The Penfield mood organ was one of many things that was dropped from the novel Do Androids Dream of Electric Sheep? for the movie Bladerunner. I think that it was a good idea that many of the plot points from the novel were dropped. Like a lot of the novels that Dick wrote in the early to mid-'60’s, Do Androids Dream of Electric Sheep? was written too hastily and not well edited, neither by Dick himself nor by his publisher. It’s full of interesting but poorly developed ideas. It sounds, in my opinion, like a book written by a brilliant writer on speed.
Dick later admitted that he was doing a lot of speed back then to keep himself going at night to do his writing. He had a wife and four daughters (or step-daughters) to support and, even with his fast writing and his wife’s jewelry business, they were barely scraping by. His then wife Anne (the third of his five wives) now says that they could have been doing O.K. if they hadn’t been as free about spending money.

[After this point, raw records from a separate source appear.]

//! # Peer Addresses
//!
//! A peer address is the application prefix followed by a short code a human
//! reads off one screen and types into another, e.g. `EHUTI-A1B2`. Hosts
//! display only the code; joiners type only the code.

use rand::Rng;
use std::fmt;

use super::config::CodeScheme;

/// Number of characters in a join code.
pub const CODE_LENGTH: usize = 4;

const ALPHANUMERIC: &[u8] = b"ABCDEFGHIJKLMNOPQRSTUVWXYZ0123456789";

/// A namespaced transport address built from a short code.
#[derive(Debug, Clone, PartialEq, Eq, Hash)]
pub struct PeerAddress {
    full: String,
    prefix_len: usize,
}

impl PeerAddress {
    pub fn new(prefix: &str, code: &str) -> Self {
        Self {
            full: format!("{}{}", prefix, code),
            prefix_len: prefix.len(),
        }
    }

    /// The full name registered with the transport.
    pub fn full(&self) -> &str {
        &self.full
    }

    /// The human-shareable suffix.
    pub fn code(&self) -> &str {
        &self.full[self.prefix_len..]
    }
}

impl fmt::Display for PeerAddress {
    fn fmt(&self, f: &mut fmt::Formatter<'_>) -> fmt::Result {
        f.write_str(&self.full)
    }
}

/// Generate a fresh candidate code.
pub fn generate_code<R: Rng + ?Sized>(scheme: CodeScheme, rng: &mut R) -> String {
    match scheme {
        CodeScheme::Digits => rng.gen_range(1000..=9999u32).to_string(),
        CodeScheme::Alphanumeric => (0..CODE_LENGTH)
            .map(|_| ALPHANUMERIC[rng.gen_range(0..ALPHANUMERIC.len())] as char)
            .collect(),
    }
}

/// Normalize a code typed by a user: trim whitespace and uppercase.
///
/// Returns `None` when nothing usable is left or the code contains characters
/// no scheme ever produces.
pub fn normalize_code(raw: &str) -> Option<String> {
    let code = raw.trim().to_uppercase();
    if code.is_empty() || !code.chars().all(|c| c.is_ascii_alphanumeric()) {
        return None;
    }
    Some(code)
}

I just spent about a quarter of an hour thumbing through my copy of The Selected Literary and Philosophical Writings of Philip K. Dick – I dimly recall that he offers some illumination about Roog, (in response to an editor’s “Huh?”, I think.)
Let me just say that Lawrence Sutin is in line for a kick in the nuts from me. Who publishes a collection of essays without a frigging index? You suck, Larry!
I couldn’t find it and my coffee is getting cold. Sorry.
Whoa! Sorry about that! Didn’t mean to post that. What I was going to say was that Dick’s editor’s gave his works lamer titles than Dick had proposed. Also, in one of the ironies of life, one of Dick’s doctors told him that because of his metabolism, his body simply “ignored” all the speed he took and that any effects he felt from it were purely placebo. Kind of funny, considering he once dedicated a book to his pancreas.
> Also, in one of the ironies of life, one of Dick’s doctors told him
> that because of his metabolism, his body simply “ignored” all
> the speed he took and that any effects he felt from it were
> purely placebo.
I remember reading something like this in one of the biographies or some essay about Dick. However, I believe that this was one of the absurd rationalizations that Dick made up himself and later told other people to justify his use of speed. Unfortunately, Dick’s stories about his own life are not really trustworthy.
I have this book on my nightstand at home although I haven’t actually read much of it yet. Found the point about the Roogs in about 10 seconds by sheer dumb luck.
In the book they talk about the Roogs as an intro of a discussion about a really nice guy named Tony (forgot the last name, I’m not at home right now) and how he dies but comes back as PKD’s cat, Pinky. (I think that Dick more or less believed this, if not in an actual sense then at least in a karmic sense). Both Tony and Pinky both die of cancer.
Anyway, the “Roogs” are just garbagemen from a dog’s perspective. This is the first story that Dick ever sold, BTW. The dog’s see the “Roogs” as people who come and steal the stuff in the cans from the humans they live with. “Roog” is Dicksian onomatopoeia for the sound that dogs make when the garbagemen come.
There seem to be two themes to the story: First, just to look at the world from the very different perspective that dogs would have. Second, that eventually the “Roogs” get us all. Meaning, perhaps, that our corporeal existence is impermanent.
Get “The Best of Philip K. Dick” and read Dick’s comments on “Roog” in the afterword. Basically, the dog is the only one who sees the world as it really is (i.e., the garbagemen are scary aliens/beasts who eat garbage), but no one will believe him.